Judge Forrest’s basic argument is that the NDAA did not—as it purports—merely codify and reaffirm the detention authority in the AUMF but expanded it and expanded it in a fashion that is unconstitutionally vague as to mere supporters of enemy forces. Her evidence of this is differences in the statutory texts, which are real, and a purported reading of the NDAA’s legislative history. Having watched the NDAA’s legislative history as closely as anyone—indeed having played some role in it—I can say flatly that there is almost nothing true about her account of how and why this law developed. This is the kind of judicial legislative history, in fact, that makes one get in touch with one’s inner Scalia. But let’s put that issue aside. The far bigger problem is that she almost completely ignores the D.C. Circuit’s history of interpretation of the AUMF in the detention context. And the D.C. Circuit’s work is important because the AUMF that Congress was legislating against when it wrote the NDAA was not the plain text of the AUMF itself. It was the AUMF as interpreted by the D.C. Circuit in roughly a dozen habeas cases. And to put the matter simply, support of enemy forces has been part of this interpretation of the AUMF’s detention authority from the beginning.
Judge Forrest acknowledges at one point very late in the game (see pp. 106-107) that the D.C. Circuit in Al-Bihani seemed to allow detention on the basis of support. But she pretends that this is merely an interpretation of the Military Commissions Act, not the AUMF itself:
In Al-Bihani, the D.C. Circuit . . . found . . . that the 2006 and 2009 MCAs provided for military detention of those individuals who “purposefully and materially supported” enemy belligerents of the United States or its coalition partners (the MCAs are not, however, statutes authorizing the use of military force). At the August hearing in this action, the Government stated that the MCA plays no role in the case before this Court. This Court agrees: the phrase “materially supported” as used in Al-Bihani does not shed light on the interpretation of “substantial support,” as used in § 1021(b)(2). Moreover, even in the MCA there is a requirement that the “material support” be purposeful. Notably, § 1021(b)(2) does not require that the conduct which could subject an individual to detention be “knowing” or “purposeful.”

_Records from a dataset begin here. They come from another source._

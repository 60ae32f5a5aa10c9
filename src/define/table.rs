use super::syntax::{normalize_key, ExpressionShape};
use crate::config::{DefineConfig, ReplaceValue};
use std::collections::{HashMap, HashSet};

/// Normalized replacement table, built once per configuration
#[derive(Debug, Clone, Default)]
pub struct ReplacementTable {
    entries: HashMap<String, ReplaceValue>,
    shapes: HashSet<ExpressionShape>,
    dropped: Vec<String>,
}

impl ReplacementTable {
    /// Build the table from `config.replace`.
    ///
    /// Keys that are not expressions can never match and are dropped with a
    /// warning. When two keys normalize to the same text the first one in
    /// key order is kept.
    pub fn new(config: &DefineConfig) -> Self {
        let mut table = Self::default();

        for (key, value) in &config.replace {
            let Some((normalized, shape)) = normalize_key(key) else {
                log::warn!("Ignoring define key `{}`: not an expression", key);
                table.dropped.push(key.clone());
                continue;
            };

            if table.entries.contains_key(&normalized) {
                log::warn!(
                    "Ignoring define key `{}`: duplicates `{}` after normalization",
                    key,
                    normalized
                );
                table.dropped.push(key.clone());
                continue;
            }

            log::debug!("Define `{}` ({:?}) -> {}", normalized, shape, value);
            table.shapes.insert(shape);
            table.entries.insert(normalized, value.clone());
        }

        table
    }

    /// Exact, case-sensitive lookup of printed source text
    pub fn lookup(&self, text: &str) -> Option<&ReplaceValue> {
        self.entries.get(text)
    }

    /// Whether any key has the given root shape
    pub fn may_match(&self, shape: ExpressionShape) -> bool {
        self.shapes.contains(&shape)
    }

    pub fn len(&self) -> usize {
        self.entries.len()
    }

    pub fn is_empty(&self) -> bool {
        self.entries.is_empty()
    }

    /// Entries sorted by normalized key
    pub fn entries(&self) -> Vec<(&str, &ReplaceValue)> {
        let mut entries: Vec<_> = self
            .entries
            .iter()
            .map(|(k, v)| (k.as_str(), v))
            .collect();
        entries.sort_by(|a, b| a.0.cmp(b.0));
        entries
    }

    /// Keys that were rejected while building the table
    pub fn dropped(&self) -> &[String] {
        &self.dropped
    }
}

impl From<&DefineConfig> for ReplacementTable {
    fn from(config: &DefineConfig) -> Self {
        Self::new(config)
    }
}

#[cfg(test)]
mod tests {
    use super::*;

    #[test]
    fn test_lookup_uses_normalized_keys() {
        let config = DefineConfig::new()
            .with("process . env . NODE_ENV", "\"production\"")
            .with("__SERVER__", true);
        let table = ReplacementTable::new(&config);

        assert_eq!(table.len(), 2);
        assert_eq!(
            table.lookup("process.env.NODE_ENV"),
            Some(&ReplaceValue::String("\"production\"".to_string()))
        );
        assert_eq!(table.lookup("__SERVER__"), Some(&ReplaceValue::Bool(true)));
        assert_eq!(table.lookup("__server__"), None);
    }

    #[test]
    fn test_shapes_are_recorded() {
        let config = DefineConfig::new()
            .with("typeof window", "\"undefined\"")
            .with("isNodeEnvironment()", "true");
        let table = ReplacementTable::new(&config);

        assert!(table.may_match(ExpressionShape::Unary));
        assert!(table.may_match(ExpressionShape::Call));
        assert!(!table.may_match(ExpressionShape::Member));
        assert!(!table.may_match(ExpressionShape::Identifier));
    }

    #[test]
    fn test_non_expression_keys_are_dropped() {
        let config = DefineConfig::new()
            .with("if (x) {}", true)
            .with("", true)
            .with("DEBUG", false);
        let table = ReplacementTable::new(&config);

        assert_eq!(table.len(), 1);
        assert_eq!(table.dropped().len(), 2);
    }

    #[test]
    fn test_duplicate_normalized_keys_keep_first() {
        let config = DefineConfig::new()
            .with("a.b", "1")
            .with("a .b", "2");
        let table = ReplacementTable::new(&config);

        assert_eq!(table.len(), 1);
        assert_eq!(table.dropped(), &["a.b".to_string()]);
        assert_eq!(
            table.lookup("a.b"),
            Some(&ReplaceValue::String("2".to_string()))
        );
    }

    #[test]
    fn test_entries_are_sorted() {
        let config = DefineConfig::new().with("b", true).with("a", false);
        let table = ReplacementTable::new(&config);
        let keys: Vec<_> = table.entries().into_iter().map(|(k, _)| k).collect();
        assert_eq!(keys, vec!["a", "b"]);
    }
}
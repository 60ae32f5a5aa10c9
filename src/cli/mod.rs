//! Command-line interface module
//!
//! This module contains the implementations for the CLI subcommands.

pub mod inspect;
pub mod transform;

/// Common CLI utilities
pub mod utils {
    use crate::config::DefineConfig;
    use crate::error::Result;
    use std::path::Path;

    /// Build the configuration from an optional JSON file plus `-D` overrides
    pub fn load_config(config_path: Option<&Path>, defines: &[String]) -> Result<DefineConfig> {
        let mut config = match config_path {
            Some(path) => DefineConfig::from_file(path)?,
            None => DefineConfig::default(),
        };
        config.apply_defines(defines)?;

        if config.is_empty() {
            log::warn!("No replacements configured; output will match input");
        }
        Ok(config)
    }

    /// Write output to file or stdout
    pub fn write_output(content: &str, output_path: Option<&Path>) -> Result<()> {
        match output_path {
            Some(path) => {
                if let Some(parent) = path.parent().filter(|p| !p.as_os_str().is_empty()) {
                    std::fs::create_dir_all(parent)?;
                }
                std::fs::write(path, content)?;
                Ok(())
            }
            None => {
                print!("{}", content);
                Ok(())
            }
        }
    }
}
//! Replacement value resolution and literal classification
//!
//! A configured value is resolved through at most one environment
//! indirection, classified into a [`Replacement`], and finally built into a
//! fresh AST node for every matching site.

use super::syntax::parse_expression;
use crate::config::ReplaceValue;
use crate::env::{env_reference, EnvLookup};
use oxc_allocator::Allocator;
use oxc_ast::ast::{Expression, UnaryOperator};
use oxc_ast::AstBuilder;
use oxc_ast_visit::VisitMut;
use oxc_span::{SourceType, Span};
use oxc_syntax::number::NumberBase;

/// A classified replacement
#[derive(Debug, Clone, PartialEq)]
pub enum Replacement {
    Boolean(bool),
    Number(f64),
    /// String literal holding the unquoted content
    String(String),
    /// Source text spliced in as an expression when it parses
    Expression(String),
}

/// Outcome of resolving a configured value
#[derive(Debug, Clone, PartialEq)]
pub enum Resolution {
    Resolved(Replacement),
    /// The value referenced an environment variable that is not set
    Unset { name: String },
}

impl Replacement {
    /// Resolve a configured value, reading at most one environment variable.
    ///
    /// The variable's content is classified but never resolved again, so a
    /// variable holding `process.env.OTHER` becomes that member expression.
    pub fn resolve(value: &ReplaceValue, env: &impl EnvLookup) -> Resolution {
        match value {
            ReplaceValue::Bool(b) => Resolution::Resolved(Replacement::Boolean(*b)),
            ReplaceValue::Number(n) => Resolution::Resolved(Replacement::Number(*n)),
            ReplaceValue::String(text) => match env_reference(text) {
                Some(name) => match env.get(name) {
                    Some(content) => Resolution::Resolved(Self::classify(&content)),
                    None => Resolution::Unset {
                        name: name.to_string(),
                    },
                },
                None => Resolution::Resolved(Self::classify(text)),
            },
        }
    }

    /// Classify raw text.
    ///
    /// `true`/`false` (case-sensitive) become booleans. Text delimited by a
    /// matching pair of quotes becomes a string literal, unless it parses as
    /// some other expression (`"a" + "b"`) or as a template with
    /// substitutions. Everything else is passed through as an expression.
    pub fn classify(text: &str) -> Replacement {
        match text {
            "true" => Replacement::Boolean(true),
            "false" => Replacement::Boolean(false),
            _ if is_quoted(text) => classify_quoted(text),
            _ => Replacement::Expression(text.to_string()),
        }
    }

    /// Build a node for one replacement site.
    ///
    /// Returns `None` when an expression fails to parse; the caller keeps the
    /// original node.
    pub fn build<'a>(
        &self,
        ast: AstBuilder<'a>,
        span: Span,
        source_type: SourceType,
    ) -> Option<Expression<'a>> {
        match self {
            Replacement::Boolean(value) => Some(ast.expression_boolean_literal(span, *value)),
            Replacement::Number(value) => Some(number_expression(ast, span, *value)),
            Replacement::String(value) => {
                let atom = ast.allocator.alloc_str(value);
                Some(ast.expression_string_literal(span, atom, None))
            }
            Replacement::Expression(text) => {
                let mut expr = parse_expression(ast.allocator, text, source_type)?;
                SpanReset { span }.visit_expression(&mut expr);
                Some(expr)
            }
        }
    }

    pub fn kind(&self) -> &'static str {
        match self {
            Replacement::Boolean(_) => "boolean",
            Replacement::Number(_) => "number",
            Replacement::String(_) => "string",
            Replacement::Expression(_) => "expression",
        }
    }
}

fn is_quoted(text: &str) -> bool {
    let bytes = text.as_bytes();
    bytes.len() >= 2
        && matches!(bytes[0], b'"' | b'\'' | b'`')
        && bytes[0] == bytes[bytes.len() - 1]
}

fn classify_quoted(text: &str) -> Replacement {
    let allocator = Allocator::default();
    match parse_expression(&allocator, text, SourceType::mjs()) {
        Some(Expression::StringLiteral(lit)) => Replacement::String(lit.value.to_string()),
        Some(Expression::TemplateLiteral(tpl)) if tpl.expressions.is_empty() => {
            match tpl.quasis.first().and_then(|q| q.value.cooked.as_ref()) {
                Some(cooked) => Replacement::String(cooked.to_string()),
                None => Replacement::String(text[1..text.len() - 1].to_string()),
            }
        }
        Some(_) => Replacement::Expression(text.to_string()),
        None => Replacement::String(text[1..text.len() - 1].to_string()),
    }
}

fn number_expression<'a>(ast: AstBuilder<'a>, span: Span, value: f64) -> Expression<'a> {
    if value.is_nan() {
        return ast.expression_identifier(span, "NaN");
    }

    let magnitude = value.abs();
    let literal = if magnitude.is_infinite() {
        ast.expression_identifier(span, "Infinity")
    } else {
        ast.expression_numeric_literal(span, magnitude, None, NumberBase::Decimal)
    };

    if value.is_sign_negative() {
        ast.expression_unary(span, UnaryOperator::UnaryNegation, literal)
    } else {
        literal
    }
}

/// Moves every span of a spliced subtree onto the replaced node's span
struct SpanReset {
    span: Span,
}

impl<'a> VisitMut<'a> for SpanReset {
    fn visit_span(&mut self, it: &mut Span) {
        *it = self.span;
    }
}

#[cfg(test)]
mod tests {
    use super::*;
    use crate::env::MapEnv;
    use oxc_span::SPAN;

    fn string(s: &str) -> ReplaceValue {
        ReplaceValue::String(s.to_string())
    }

    #[test]
    fn test_classify_booleans_are_case_sensitive() {
        assert_eq!(Replacement::classify("true"), Replacement::Boolean(true));
        assert_eq!(Replacement::classify("false"), Replacement::Boolean(false));
        assert_eq!(
            Replacement::classify("True"),
            Replacement::Expression("True".to_string())
        );
    }

    #[test]
    fn test_classify_quoted_strings() {
        assert_eq!(
            Replacement::classify("\"development\""),
            Replacement::String("development".to_string())
        );
        assert_eq!(
            Replacement::classify("'production'"),
            Replacement::String("production".to_string())
        );
        assert_eq!(
            Replacement::classify("`plain`"),
            Replacement::String("plain".to_string())
        );
        assert_eq!(
            Replacement::classify(r#""say \"hi\"""#),
            Replacement::String("say \"hi\"".to_string())
        );
    }

    #[test]
    fn test_classify_quote_delimited_expressions() {
        assert_eq!(
            Replacement::classify("\"a\" + \"b\""),
            Replacement::Expression("\"a\" + \"b\"".to_string())
        );
        assert_eq!(
            Replacement::classify("`v${x}`"),
            Replacement::Expression("`v${x}`".to_string())
        );
        // unbalanced inner quote: not valid syntax, keep the inner text
        assert_eq!(
            Replacement::classify("\"a\"b\""),
            Replacement::String("a\"b".to_string())
        );
    }

    #[test]
    fn test_classify_passthrough() {
        assert_eq!(
            Replacement::classify("typeof window"),
            Replacement::Expression("typeof window".to_string())
        );
        assert_eq!(
            Replacement::classify("42"),
            Replacement::Expression("42".to_string())
        );
        assert_eq!(Replacement::classify("\""), Replacement::Expression("\"".to_string()));
    }

    #[test]
    fn test_resolve_direct_values() {
        let env = MapEnv::new();
        assert_eq!(
            Replacement::resolve(&ReplaceValue::Bool(true), &env),
            Resolution::Resolved(Replacement::Boolean(true))
        );
        assert_eq!(
            Replacement::resolve(&ReplaceValue::Number(2.5), &env),
            Resolution::Resolved(Replacement::Number(2.5))
        );
        assert_eq!(
            Replacement::resolve(&string("false"), &env),
            Resolution::Resolved(Replacement::Boolean(false))
        );
    }

    #[test]
    fn test_resolve_through_environment() {
        let env = MapEnv::new()
            .with("LMAO", "true")
            .with("ENVY_ENV", "\"production\"")
            .with("CHAINED", "process.env.LMAO");

        assert_eq!(
            Replacement::resolve(&string("process.env.LMAO"), &env),
            Resolution::Resolved(Replacement::Boolean(true))
        );
        assert_eq!(
            Replacement::resolve(&string("process.env.ENVY_ENV"), &env),
            Resolution::Resolved(Replacement::String("production".to_string()))
        );
        // one level only
        assert_eq!(
            Replacement::resolve(&string("process.env.CHAINED"), &env),
            Resolution::Resolved(Replacement::Expression("process.env.LMAO".to_string()))
        );
    }

    #[test]
    fn test_resolve_unset_variable() {
        let env = MapEnv::new();
        assert_eq!(
            Replacement::resolve(&string("process.env.NOT_EXIST"), &env),
            Resolution::Unset {
                name: "NOT_EXIST".to_string()
            }
        );
    }

    #[test]
    fn test_build_literals() {
        let allocator = Allocator::default();
        let ast = AstBuilder::new(&allocator);
        let js = SourceType::mjs();

        let expr = Replacement::Boolean(true).build(ast, SPAN, js).unwrap();
        assert!(matches!(expr, Expression::BooleanLiteral(ref b) if b.value));

        let expr = Replacement::String("x".to_string()).build(ast, SPAN, js).unwrap();
        assert!(matches!(expr, Expression::StringLiteral(ref s) if s.value.as_str() == "x"));

        let expr = Replacement::Number(-3.0).build(ast, SPAN, js).unwrap();
        assert!(matches!(expr, Expression::UnaryExpression(_)));

        let expr = Replacement::Number(0.0).build(ast, SPAN, js).unwrap();
        assert!(matches!(expr, Expression::NumericLiteral(_)));
    }

    #[test]
    fn test_build_expression_resets_spans() {
        let allocator = Allocator::default();
        let ast = AstBuilder::new(&allocator);
        let span = Span::new(100, 120);

        let expr = Replacement::Expression("a.b + c".to_string())
            .build(ast, span, SourceType::mjs())
            .unwrap();
        let Expression::BinaryExpression(bin) = &expr else {
            panic!("expected binary expression");
        };
        assert_eq!(bin.span, span);
        assert!(matches!(&bin.right, Expression::Identifier(id) if id.span == span));
    }

    #[test]
    fn test_build_unparsable_expression() {
        let allocator = Allocator::default();
        let ast = AstBuilder::new(&allocator);
        let built = Replacement::Expression("foo bar".to_string()).build(ast, SPAN, SourceType::mjs());
        assert!(built.is_none());
        let built = Replacement::Expression(String::new()).build(ast, SPAN, SourceType::mjs());
        assert!(built.is_none());
    }
}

This is dead wrong. The D.C. Circuit’s invocation of the MCA in Al-Bihani occurs merely as a means of informing its interpretation of the AUMF, not as a standalone detention authority. Here’s what the D.C. Circuit actually said:
The AUMF authorizes the President to “use all necessary and appropriate force against those nations, organizations, or persons he determines planned, authorized, committed, or aided the terrorist attacks that occurred on September 11, 2001, or harbored such organizations or persons.” AUMF § 2(a). The Supreme Court in Hamdi ruled that “necessary and appropriate force” includes the power to detain combatants subject to such force. 542 U.S. at 519. Congress, in the 2006 MCA, provided guidance on the class of persons subject to detention under the AUMF by defining “unlawful enemy combatants” who can be tried by military commission. 2006 MCA sec. 3, § 948a(1). The 2006 MCA authorized the trial of an individual who “engaged in hostilities or who has purposefully and materially supported hostilities against the United States or its co-belligerents who is not a lawful enemy combatant (including a person who is part of the Taliban, al Qaeda, or associated forces).” Id. § 948a(1)(A)(i). In 2009, Congress enacted a new version of the MCA with a new definition that authorized the trial of “unprivileged enemy belligerents,” a class of persons that includes those who “purposefully and materially supported hostilities against the United States or its coalition partners.” Military Commissions Act of 2009 (2009 MCA) sec. 1802, §§ 948a(7), 948b(a), 948c, Pub. L. No. 111-84, tit. XVIII, 123 Stat. 2190, 2575–76. The provisions of the 2006 and 2009 MCAs are illuminating in this case because the government’s detention authority logically covers a category of persons no narrower than is covered by its military commission authority. Detention authority in fact sweeps wider, also extending at least to traditional P.O.W.s, see id. § 948a(6), and arguably to other categories of persons. But for this case, it is enough to recognize that any person subject to a military commission trial is also subject to detention, and that category of persons includes those who are part of forces associated with Al Qaeda or the Taliban or those who purposefully and materially support such forces in hostilities against U.S. Coalition partners (emphasis added).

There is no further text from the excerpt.